Can you give a short overview of some of the research you discussed?

I’ve mentioned the short-term study that was done. There are now in progress, actually, some longer term studies and we’re still waiting for data. So there isn’t very much more at the moment but there has been a study by that same group in New York who gave aspirin for a week, they’ve done a three month study looking at different doses of aspirin and they’ve looked at the primary endpoint again being soluble CD14, this marker of monocyte activation. They’ve done all the studies but the data analysis has yet to be completed so we’re waiting for that. There’s another trial which is ongoing as well in the States comparing aspirin and also a statin in patients, so one or the other but not both, in patients with HIV and that’s a slightly longer study, a nine month study. Again the trial is underway but we don’t have the data yet. So there is no firm proof yet that aspirin is beneficial but there’s certainly some good preliminary indications that it may well have a role. What we do know is that aspirin is relatively underused in patients with HIV infection. There have been two studies, again both from the States, which have shown that compared to HIV negative subjects these are patients with vascular risk factors who, according to guidelines, should be taking aspirin. A smaller proportion of patients with HIV are taking aspirin than actually the general population and there are probably a number of reasons for that. But certainly aspirin does not currently appear in any HIV specific guidelines for treatment.

Should all patients with HIV be prescribed low-dose aspirin?

I don’t think we can say that yet, I think we have to wait for more data but certainly it may well have an important role to play.

Do you have anything further you would like to add?

I mentioned that malignancy, there is an increased incidence of malignancy in patients with well controlled HIV infection. Of course the data that is emerging about the role of aspirin in prevention of malignancy may well be relevant to HIV patients as well.

Are there particular types of cancer that patients with HIV get and that aspirin might help allay?

There was a slight increase in a number of different cancers. The classic AIDS associated cancers, lymphoma and Karposi’s sarcoma, the incidence of those goes down when patients take antiretroviral treatment but nevertheless there’s a small but significant increase in the incidence of a wide range of cancers and the mechanism isn’t fully understood.

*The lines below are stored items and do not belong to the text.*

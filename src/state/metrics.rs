//! Per-frame metrics for the status overlay.

use glam::Vec2;

use crate::sim::BlobField;

/// Aggregate of the displayable per-frame numbers.
///
/// Sampled once per redraw by the host loop and handed to the HUD.
#[derive(Debug, Clone)]
pub struct FrameMetrics {
    /// Frames per second (rendering performance)
    pub fps: f32,
    /// Simulation frame index
    pub frame: u64,
    /// Number of live blobs
    pub blob_count: usize,
    /// Mean blob speed (px/frame)
    pub mean_speed: f32,
    /// Fastest blob speed (px/frame)
    pub max_speed: f32,
    /// Last known pointer position (px)
    pub pointer: Vec2,
    /// Whether the simulation is paused
    pub paused: bool,
}

impl FrameMetrics {
    /// Sample the current field state
    pub fn sample(field: &BlobField, fps: f32, pointer: Vec2, paused: bool) -> Self {
        Self {
            fps,
            frame: field.frame,
            blob_count: field.blobs.len(),
            mean_speed: field.mean_speed(),
            max_speed: field.max_speed(),
            pointer,
            paused,
        }
    }
}

#[cfg(test)]
mod tests {
    use super::*;
    use crate::config::FieldParameters;

    #[test]
    fn test_sample_reflects_field() {
        let field = BlobField::seeded(Vec2::new(800.0, 600.0), FieldParameters::default(), 3);
        let metrics = FrameMetrics::sample(&field, 60.0, Vec2::new(10.0, 20.0), false);

        assert_eq!(metrics.blob_count, 5);
        assert_eq!(metrics.frame, 0);
        assert!(metrics.mean_speed <= metrics.max_speed);
        assert!(!metrics.paused);
    }
}
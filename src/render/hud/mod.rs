//! Card overlay system using egui.
//!
//! Renders the profile card, contact rows and auxiliary panels above the
//! blob backdrop, and surfaces export requests back to the host loop.

mod panels;
mod state;
mod theme;
mod widgets;

pub use state::HudState;
pub use theme::{CardColors, CardTheme};

use egui::Context;
use egui_wgpu::ScreenDescriptor;
use winit::event::WindowEvent;
use winit::window::Window;

use crate::config::ProfileRecord;
use crate::state::FrameMetrics;

/// Export action requested by the user through the overlay
#[derive(Debug, Clone, Copy, PartialEq, Eq)]
pub enum ExportAction {
    /// Serialize the profile to a `.vcf` file
    ContactCard,
    /// Capture the backdrop to a PNG
    Screenshot,
}

/// Overlay manager integrating egui with wgpu
pub struct HudOverlay {
    /// Panel visibility state
    pub state: HudState,
    /// Theme configuration
    pub theme: CardTheme,
    /// egui context
    ctx: Context,
    /// egui-winit state
    egui_state: egui_winit::State,
    /// egui-wgpu renderer
    renderer: egui_wgpu::Renderer,
    /// Pending export action
    pending_export: Option<ExportAction>,
}

impl HudOverlay {
    /// Create a new overlay
    pub fn new(
        window: &Window,
        device: &wgpu::Device,
        surface_format: wgpu::TextureFormat,
    ) -> Self {
        let ctx = Context::default();
        let theme = CardTheme::default();
        theme.apply(&ctx);

        let viewport_id = ctx.viewport_id();
        let egui_state = egui_winit::State::new(
            ctx.clone(),
            viewport_id,
            window,
            Some(window.scale_factor() as f32),
            None,
        );

        let renderer = egui_wgpu::Renderer::new(device, surface_format, None, 1);

        Self {
            state: HudState::default(),
            theme,
            ctx,
            egui_state,
            renderer,
            pending_export: None,
        }
    }

    /// Handle window events, returns true if egui consumed the event
    pub fn handle_event(&mut self, window: &Window, event: &WindowEvent) -> bool {
        let response = self.egui_state.on_window_event(window, event);
        response.consumed
    }

    /// Take any pending export action
    pub fn take_export_action(&mut self) -> Option<ExportAction> {
        self.pending_export.take()
    }

    /// Queue an export action (keyboard shortcuts share the button path)
    pub fn request_export(&mut self, action: ExportAction) {
        self.pending_export = Some(action);
    }

    /// Run the overlay UI for this frame.
    ///
    /// Returns paint jobs and texture delta for the paint pass.
    pub fn render(
        &mut self,
        window: &Window,
        metrics: &FrameMetrics,
        profile: &ProfileRecord,
    ) -> (Vec<egui::ClippedPrimitive>, egui::TexturesDelta) {
        let raw_input = self.egui_state.take_egui_input(window);

        let mut action = None;
        let output = self.ctx.run(raw_input, |ctx| {
            action = panels::render_panels(ctx, &self.state, metrics, profile);
        });

        if let Some(action) = action {
            self.pending_export = Some(action);
        }

        self.egui_state
            .handle_platform_output(window, output.platform_output);

        let pixels_per_point = self.ctx.pixels_per_point();
        let primitives = self.ctx.tessellate(output.shapes, pixels_per_point);

        (primitives, output.textures_delta)
    }

    /// Paint the overlay to the screen
    #[allow(clippy::too_many_arguments)]
    pub fn paint(
        &mut self,
        device: &wgpu::Device,
        queue: &wgpu::Queue,
        encoder: &mut wgpu::CommandEncoder,
        view: &wgpu::TextureView,
        screen_descriptor: ScreenDescriptor,
        paint_jobs: Vec<egui::ClippedPrimitive>,
        textures_delta: egui::TexturesDelta,
    ) {
        for (id, image_delta) in &textures_delta.set {
            self.renderer
                .update_texture(device, queue, *id, image_delta);
        }

        self.renderer
            .update_buffers(device, queue, encoder, &paint_jobs, &screen_descriptor);

        {
            let mut render_pass = encoder.begin_render_pass(&wgpu::RenderPassDescriptor {
                label: Some("Overlay Render Pass"),
                color_attachments: &[Some(wgpu::RenderPassColorAttachment {
                    view,
                    resolve_target: None,
                    ops: wgpu::Operations {
                        load: wgpu::LoadOp::Load, // Don't clear - render on top
                        store: wgpu::StoreOp::Store,
                    },
                })],
                depth_stencil_attachment: None,
                timestamp_writes: None,
                occlusion_query_set: None,
            });

            self.renderer
                .render(&mut render_pass, &paint_jobs, &screen_descriptor);
        }

        for id in &textures_delta.free {
            self.renderer.free_texture(id);
        }
    }

    /// Get screen descriptor from window size
    pub fn screen_descriptor(&self, window: &Window) -> ScreenDescriptor {
        let size = window.inner_size();
        ScreenDescriptor {
            size_in_pixels: [size.width, size.height],
            pixels_per_point: window.scale_factor() as f32,
        }
    }

    /// Check if the overlay wants to capture keyboard input
    pub fn wants_keyboard_input(&self) -> bool {
        self.ctx.wants_keyboard_input()
    }

    /// Check if the overlay wants to capture mouse input
    pub fn wants_pointer_input(&self) -> bool {
        self.ctx.wants_pointer_input()
    }
}
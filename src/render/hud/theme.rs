//! Overlay theme - midnight business-card look.
//!
//! Dark slate panels with a blue accent, matching the blob field's hue
//! range.

use egui::{Color32, FontFamily, FontId, Rounding, Stroke, Style, TextStyle, Visuals};

/// Overlay color palette
pub struct CardColors;

impl CardColors {
    // === Background Colors ===
    /// Near-black with blue tint - main background
    pub const BACKGROUND: Color32 = Color32::from_rgb(3, 7, 18);
    /// Dark slate panel background
    pub const PANEL_BG: Color32 = Color32::from_rgba_premultiplied(17, 24, 39, 242);
    /// Slightly lighter for hover states
    pub const PANEL_BG_HOVER: Color32 = Color32::from_rgb(31, 41, 55);

    // === Text Colors ===
    /// Cool white - headline text
    pub const TEXT_PRIMARY: Color32 = Color32::from_rgb(243, 244, 246);
    /// Muted gray - body text
    pub const TEXT_SECONDARY: Color32 = Color32::from_rgb(209, 213, 219);
    /// Dim gray - labels
    pub const TEXT_LABEL: Color32 = Color32::from_rgb(140, 148, 160);

    // === Accents ===
    /// Card blue - titles, links, the badge ring
    pub const ACCENT: Color32 = Color32::from_rgb(96, 165, 250);
    /// Badge fill
    pub const BADGE_BG: Color32 = Color32::from_rgb(12, 12, 27);
    /// Divider and panel border
    pub const BORDER: Color32 = Color32::from_rgb(55, 65, 81);
    /// Confirmation green for export feedback
    pub const SUCCESS: Color32 = Color32::from_rgb(80, 200, 120);
}

/// Typography settings
pub struct CardTypography;

impl CardTypography {
    /// Person name display size
    pub const NAME_SIZE: f32 = 30.0;
    /// Company name size
    pub const COMPANY_SIZE: f32 = 20.0;
    /// Job title size
    pub const TITLE_SIZE: f32 = 15.0;
    /// Body/biography size
    pub const BODY_SIZE: f32 = 13.0;
    /// Label size
    pub const LABEL_SIZE: f32 = 11.0;
    /// Small annotation size
    pub const SMALL_SIZE: f32 = 10.0;
}

/// Overlay theme configuration
pub struct CardTheme {
    /// Panel corner rounding
    pub panel_rounding: f32,
    /// Button rounding
    pub button_rounding: f32,
    /// Panel padding
    pub panel_padding: f32,
    /// Spacing between elements
    pub item_spacing: f32,
}

impl Default for CardTheme {
    fn default() -> Self {
        Self {
            panel_rounding: 12.0,
            button_rounding: 6.0,
            panel_padding: 18.0,
            item_spacing: 6.0,
        }
    }
}

impl CardTheme {
    /// Apply theme to egui context
    pub fn apply(&self, ctx: &egui::Context) {
        let mut style = Style::default();

        let mut visuals = Visuals::dark();

        visuals.panel_fill = CardColors::PANEL_BG;
        visuals.window_fill = CardColors::PANEL_BG;
        visuals.extreme_bg_color = CardColors::BACKGROUND;
        visuals.faint_bg_color = CardColors::PANEL_BG_HOVER;

        visuals.override_text_color = Some(CardColors::TEXT_SECONDARY);

        visuals.widgets.noninteractive.bg_fill = CardColors::PANEL_BG;
        visuals.widgets.noninteractive.fg_stroke = Stroke::new(1.0, CardColors::TEXT_SECONDARY);
        visuals.widgets.noninteractive.rounding = Rounding::same(self.panel_rounding);

        visuals.widgets.inactive.bg_fill = CardColors::PANEL_BG_HOVER;
        visuals.widgets.inactive.fg_stroke = Stroke::new(1.0, CardColors::TEXT_SECONDARY);
        visuals.widgets.inactive.rounding = Rounding::same(self.button_rounding);

        visuals.widgets.hovered.bg_fill = CardColors::PANEL_BG_HOVER;
        visuals.widgets.hovered.fg_stroke = Stroke::new(1.0, CardColors::ACCENT);
        visuals.widgets.hovered.rounding = Rounding::same(self.button_rounding);

        visuals.widgets.active.bg_fill = CardColors::ACCENT;
        visuals.widgets.active.fg_stroke = Stroke::new(1.0, CardColors::TEXT_PRIMARY);

        visuals.hyperlink_color = CardColors::ACCENT;

        visuals.selection.bg_fill = CardColors::ACCENT.gamma_multiply(0.3);
        visuals.selection.stroke = Stroke::new(1.0, CardColors::ACCENT);

        visuals.window_stroke = Stroke::new(1.0, CardColors::BORDER);
        visuals.window_rounding = Rounding::same(self.panel_rounding);

        style.visuals = visuals;

        style.spacing.item_spacing = egui::vec2(self.item_spacing, self.item_spacing);
        style.spacing.window_margin = egui::Margin::same(self.panel_padding);
        style.spacing.button_padding = egui::vec2(10.0, 5.0);

        style.text_styles.insert(
            TextStyle::Heading,
            FontId::new(CardTypography::COMPANY_SIZE, FontFamily::Proportional),
        );
        style.text_styles.insert(
            TextStyle::Body,
            FontId::new(CardTypography::BODY_SIZE, FontFamily::Proportional),
        );
        style.text_styles.insert(
            TextStyle::Small,
            FontId::new(CardTypography::SMALL_SIZE, FontFamily::Proportional),
        );
        style.text_styles.insert(
            TextStyle::Monospace,
            FontId::new(CardTypography::BODY_SIZE, FontFamily::Monospace),
        );

        ctx.set_style(style);
    }
}
//! Overlay panel visibility state.

/// Panel visibility toggles
#[derive(Debug, Clone)]
pub struct HudState {
    /// Show the main card panel (center)
    pub show_card: bool,
    /// Show the contacts panel (right)
    pub show_contacts: bool,
    /// Show the status panel (top-left)
    pub show_status: bool,
    /// Show help overlay (toggle with H)
    pub show_help: bool,
    /// Show export menu (toggle with E)
    pub show_export_menu: bool,
    /// Overlay enabled at all
    pub hud_enabled: bool,
}

impl Default for HudState {
    fn default() -> Self {
        Self {
            show_card: true,
            show_contacts: true,
            show_status: false,
            show_help: false,
            show_export_menu: false,
            hud_enabled: true,
        }
    }
}

impl HudState {
    /// Toggle the whole overlay; with it off only the backdrop remains
    pub fn toggle_hud(&mut self) {
        self.hud_enabled = !self.hud_enabled;
    }

    /// Toggle help overlay
    pub fn toggle_help(&mut self) {
        self.show_help = !self.show_help;
        if self.show_help {
            self.show_export_menu = false;
        }
    }

    /// Toggle export menu
    pub fn toggle_export_menu(&mut self) {
        self.show_export_menu = !self.show_export_menu;
        if self.show_export_menu {
            self.show_help = false;
        }
    }

    /// Toggle the status panel
    pub fn toggle_status(&mut self) {
        self.show_status = !self.show_status;
    }
}

#[cfg(test)]
mod tests {
    use super::*;

    #[test]
    fn test_help_and_export_are_exclusive() {
        let mut state = HudState::default();
        state.toggle_help();
        assert!(state.show_help);
        state.toggle_export_menu();
        assert!(state.show_export_menu && !state.show_help);
        state.toggle_help();
        assert!(state.show_help && !state.show_export_menu);
    }
}
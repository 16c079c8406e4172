//! Rendering module using wgpu (WebGPU backend).
//!
//! Draws the blob backdrop into a persistent trail texture and the egui
//! card overlay on top.

pub mod hud;
mod pipeline;

pub use hud::{ExportAction, HudOverlay, HudState};
pub use pipeline::{hsb_to_rgb, RenderState};
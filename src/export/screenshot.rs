//! Backdrop screenshot capture.

use std::path::PathBuf;

use anyhow::Result;
use chrono::Local;

/// Save a backdrop capture to the screenshots directory.
///
/// Creates the screenshots directory if it doesn't exist.
/// Filename is auto-generated with timestamp: `backdrop_YYYYMMDD_HHMMSS.png`
///
/// Returns the path to the saved screenshot.
pub fn save_screenshot(pixels: &[u8], width: u32, height: u32) -> Result<PathBuf> {
    let dir = PathBuf::from("screenshots");
    std::fs::create_dir_all(&dir)?;

    let timestamp = Local::now().format("%Y%m%d_%H%M%S");
    let filename = format!("backdrop_{}.png", timestamp);
    let path = dir.join(&filename);

    // Pixels are expected in RGBA format
    image::save_buffer(&path, pixels, width, height, image::ColorType::Rgba8)?;

    log::info!("Screenshot saved: {}", path.display());
    Ok(path)
}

What is your take-home message?

I think the take-home message is at the moment that aspirin is relatively under-prescribed for patients with HIV infection, particularly for the vascular risk factors that we know they have. But the emerging data suggests that there may be a role of aspirin in addition to antiretroviral therapy to reduce the chronic inflammatory state which in turn may reduce some of the other non-infectious complications of HIV.